Forums Bug Reports mIRC vulnerability regarding TLS 1.0 BEAST attack

If CTCP is vulnerable to this issue then many other events on IRC would be as well. Every time you join/part/message a channel or query/message a user, you will be sending known plaintext. So blocking CTCP will make very little difference. All someone has to do is to send you a private a message and then wait for you to reply and they will know that the stream of data contains "PRIVMSG nickname". Or they can just wait for you to join and talk on a channel and they will know that the stream of data contains "JOIN #channel" or "PRIVMSG #channel". This of course applies equally to all protocols that use known, repeated plaintext, not only IRC.

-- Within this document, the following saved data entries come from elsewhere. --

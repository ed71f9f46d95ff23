use std::net::SocketAddr;
use std::time::Duration;

use tokio::net::{TcpListener, TcpStream};
use tokio::sync::watch;
use tokio::task::JoinHandle;

use crate::net::utils::{truncate_error, ResponseMetadata};
use crate::net::{ConnectionChannel, Message};
use crate::server::ServerState;
use crate::{RpcError, Status};

const ACCEPT_ERROR_BACKOFF: Duration = Duration::from_millis(100);

/// Starts the RPC server accept loop on an already bound listener.
///
/// Every accepted connection is served by its own task until either side
/// closes it or the shutdown signal fires.
pub(crate) fn start_rpc_server(
    listener: TcpListener,
    state: ServerState,
    shutdown: watch::Receiver<bool>,
) -> JoinHandle<()> {
    tokio::spawn(async move {
        loop {
            let (stream, remote_addr) = match listener.accept().await {
                Ok(accepted) => accepted,
                Err(e) => {
                    warn!(error = ?e, "Failed to accept connection, retrying.");
                    tokio::time::sleep(ACCEPT_ERROR_BACKOFF).await;
                    continue;
                },
            };

            trace!(remote_addr = %remote_addr, "Accepted connection.");
            tokio::spawn(handle_connection(
                stream,
                remote_addr,
                state.clone(),
                shutdown.clone(),
            ));
        }
    })
}

async fn handle_connection(
    stream: TcpStream,
    remote_addr: SocketAddr,
    state: ServerState,
    mut shutdown: watch::Receiver<bool>,
) {
    let channel = ConnectionChannel::new(stream, remote_addr);
    let task = ServerTask::new(channel, state);

    tokio::select! {
        _ = task.handle_messages() => {},
        _ = shutdown.changed() => {
            debug!(remote_addr = %remote_addr, "Closing connection for server shutdown.");
        },
    }
}

/// A single server task serving requests sequentially over one connection.
pub(crate) struct ServerTask {
    channel: ConnectionChannel,
    state: ServerState,
}

impl ServerTask {
    /// Creates a new server task.
    pub(crate) fn new(channel: ConnectionChannel, state: ServerState) -> Self {
        Self { channel, state }
    }

    /// Continuously receives requests from the remote client until the
    /// connection is closed or a malformed frame is received.
    pub(crate) async fn handle_messages(mut self) {
        let remote_addr = self.channel.remote_addr();
        loop {
            let (metadata, data) = match self.channel.recv_msg().await {
                Ok(Some(Message::Request { metadata, data })) => (metadata, data),
                Ok(Some(Message::Response { .. })) => {
                    warn!(
                        remote_addr = %remote_addr,
                        "Received a response frame on a server connection, closing connection."
                    );
                    break;
                },
                Ok(None) => {
                    debug!(remote_addr = %remote_addr, "Connection closed by peer.");
                    break;
                },
                Err(RpcError::Protocol(reason)) => {
                    warn!(
                        remote_addr = %remote_addr,
                        reason = %reason,
                        "Received malformed frame, closing connection."
                    );
                    break;
                },
                Err(e) => {
                    debug!(remote_addr = %remote_addr, error = ?e, "Connection failed.");
                    break;
                },
            };

            let result = match self.state.get_handler(&metadata.method) {
                Some(handler) => {
                    handler
                        .try_handle(remote_addr, self.state.codec(), data)
                        .await
                },
                None => Err(Status::unknown_method(&metadata.method)),
            };

            let (error, reply) = match result {
                Ok(reply) => (String::new(), reply),
                Err(status) => (truncate_error(status.to_string()), Vec::new()),
            };

            let response = ResponseMetadata {
                seq: metadata.seq,
                error,
            };
            if let Err(e) = self.channel.send_response(&response, &reply).await {
                warn!(
                    remote_addr = %remote_addr,
                    error = ?e,
                    "Encountered an IO error while handling connection."
                );
                break;
            }
        }
    }
}
use std::collections::BTreeMap;
use std::fmt::{Display, Formatter};

use serde::de::DeserializeOwned;
use serde::Serialize;

use crate::RpcError;

pub const CBOR_PROTOCOL: &str = "cbor";
pub const JSON_PROTOCOL: &str = "json";

#[derive(Debug, Clone, Copy, PartialEq, Eq, Default)]
/// The self-describing encoding used for call arguments and replies.
///
/// Both sides of a connection must agree on the codec out of band.
pub enum Codec {
    #[default]
    /// Compact binary CBOR.
    Cbor,
    /// Plain JSON, mostly useful when debugging traffic.
    Json,
}

impl Codec {
    /// The protocol name the codec is registered under by default.
    pub fn name(&self) -> &'static str {
        match self {
            Self::Cbor => CBOR_PROTOCOL,
            Self::Json => JSON_PROTOCOL,
        }
    }

    /// Encodes a value into a payload blob.
    pub fn encode<T>(&self, value: &T) -> Result<Vec<u8>, RpcError>
    where
        T: Serialize + ?Sized,
    {
        match self {
            Self::Cbor => {
                serde_cbor::to_vec(&value).map_err(|e| RpcError::Codec(e.to_string()))
            },
            Self::Json => {
                serde_json::to_vec(value).map_err(|e| RpcError::Codec(e.to_string()))
            },
        }
    }

    /// Decodes a value from a payload blob.
    pub fn decode<T>(&self, buf: &[u8]) -> Result<T, RpcError>
    where
        T: DeserializeOwned,
    {
        match self {
            Self::Cbor => {
                serde_cbor::from_slice(buf).map_err(|e| RpcError::Codec(e.to_string()))
            },
            Self::Json => {
                serde_json::from_slice(buf).map_err(|e| RpcError::Codec(e.to_string()))
            },
        }
    }
}

impl Display for Codec {
    fn fmt(&self, f: &mut Formatter<'_>) -> std::fmt::Result {
        f.write_str(self.name())
    }
}

/// Builds a codec for a registered protocol name.
pub type CodecConstructor = fn() -> Codec;

#[derive(Clone)]
/// Maps protocol names onto codecs.
///
/// The registry is populated once at start up and then used to resolve the
/// configured protocol name.
pub struct CodecRegistry {
    constructors: BTreeMap<String, CodecConstructor>,
}

impl Default for CodecRegistry {
    fn default() -> Self {
        let mut registry = Self::empty();
        registry.register(CBOR_PROTOCOL, || Codec::Cbor);
        registry.register(JSON_PROTOCOL, || Codec::Json);
        registry
    }
}

impl CodecRegistry {
    /// Creates a registry with no protocols.
    pub fn empty() -> Self {
        Self {
            constructors: BTreeMap::new(),
        }
    }

    /// Registers a protocol name, replacing any existing entry.
    pub fn register(&mut self, name: impl Into<String>, constructor: CodecConstructor) {
        self.constructors.insert(name.into(), constructor);
    }

    /// Resolves a protocol name into its codec.
    pub fn get(&self, name: &str) -> Result<Codec, RpcError> {
        self.constructors
            .get(name)
            .map(|constructor| constructor())
            .ok_or_else(|| RpcError::UnknownProtocol(name.to_string()))
    }

    /// The registered protocol names.
    pub fn protocols(&self) -> impl Iterator<Item = &str> {
        self.constructors.keys().map(|name| name.as_str())
    }
}
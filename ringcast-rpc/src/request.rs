use std::fmt::{Debug, Formatter};
use std::net::SocketAddr;
use std::ops::Deref;

/// A decoded message along with any additional metadata provided by the
/// RPC system.
pub struct Request<Msg> {
    pub(crate) remote_addr: SocketAddr,
    pub(crate) msg: Msg,
}

impl<Msg> Debug for Request<Msg>
where
    Msg: Debug,
{
    fn fmt(&self, f: &mut Formatter<'_>) -> std::fmt::Result {
        f.debug_struct("Request")
            .field("msg", &self.msg)
            .field("remote_addr", &self.remote_addr)
            .finish()
    }
}

impl<Msg> Request<Msg> {
    /// Creates a request as if it was received from `remote_addr`.
    ///
    /// This is mostly useful for calling handlers directly in tests.
    pub fn new(remote_addr: SocketAddr, msg: Msg) -> Self {
        Self { remote_addr, msg }
    }

    /// Consumes the request into the message.
    pub fn into_inner(self) -> Msg {
        self.msg
    }

    /// The remote address of the incoming message.
    pub fn remote_addr(&self) -> SocketAddr {
        self.remote_addr
    }
}

impl<Msg> Deref for Request<Msg> {
    type Target = Msg;

    fn deref(&self) -> &Self::Target {
        &self.msg
    }
}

As mentioned in a previous post, if a client uses OpenSSL's "empty fragment" feature, which is enabled by default in OpenSSL, this mitigates the vulnerability. I have just checked the settings mIRC uses in the SSL_CTX_set_options() command, which a client can use to change the way OpenSSL behaves. mIRC uses the recommended SSL_OP_ALL option which includes SSL_OP_DONT_INSERT_EMPTY_FRAGMENTS. Many applications use SSL_OP_ALL for compatibility reasons to ensure that a client can connect to different SSL server implementations.

I could remove the SSL_OP_ALL option from the next version of mIRC but this could result in it no longer being able to connect to some SSL servers. I would guess that most public IRC servers use OpenSSL, so they should not be affected. However mIRC is used by many different types of users and organizations, some of whom may use SSL server implementations that cannot handle the "empty fragment" feature.

That said, I have been reading through a large number of sites that discuss the BEAST exploit, which is browser-based, uses java/javascript, and seems to require a combination of other technologies (see here for a technical explanation) and I honestly can't tell whether it can be extended to IRC. There is a lot going on there.

Does anyone actually know whether the exploit extends to secure IRC connections? ie. connections other than the specific exploit context that BEAST uses?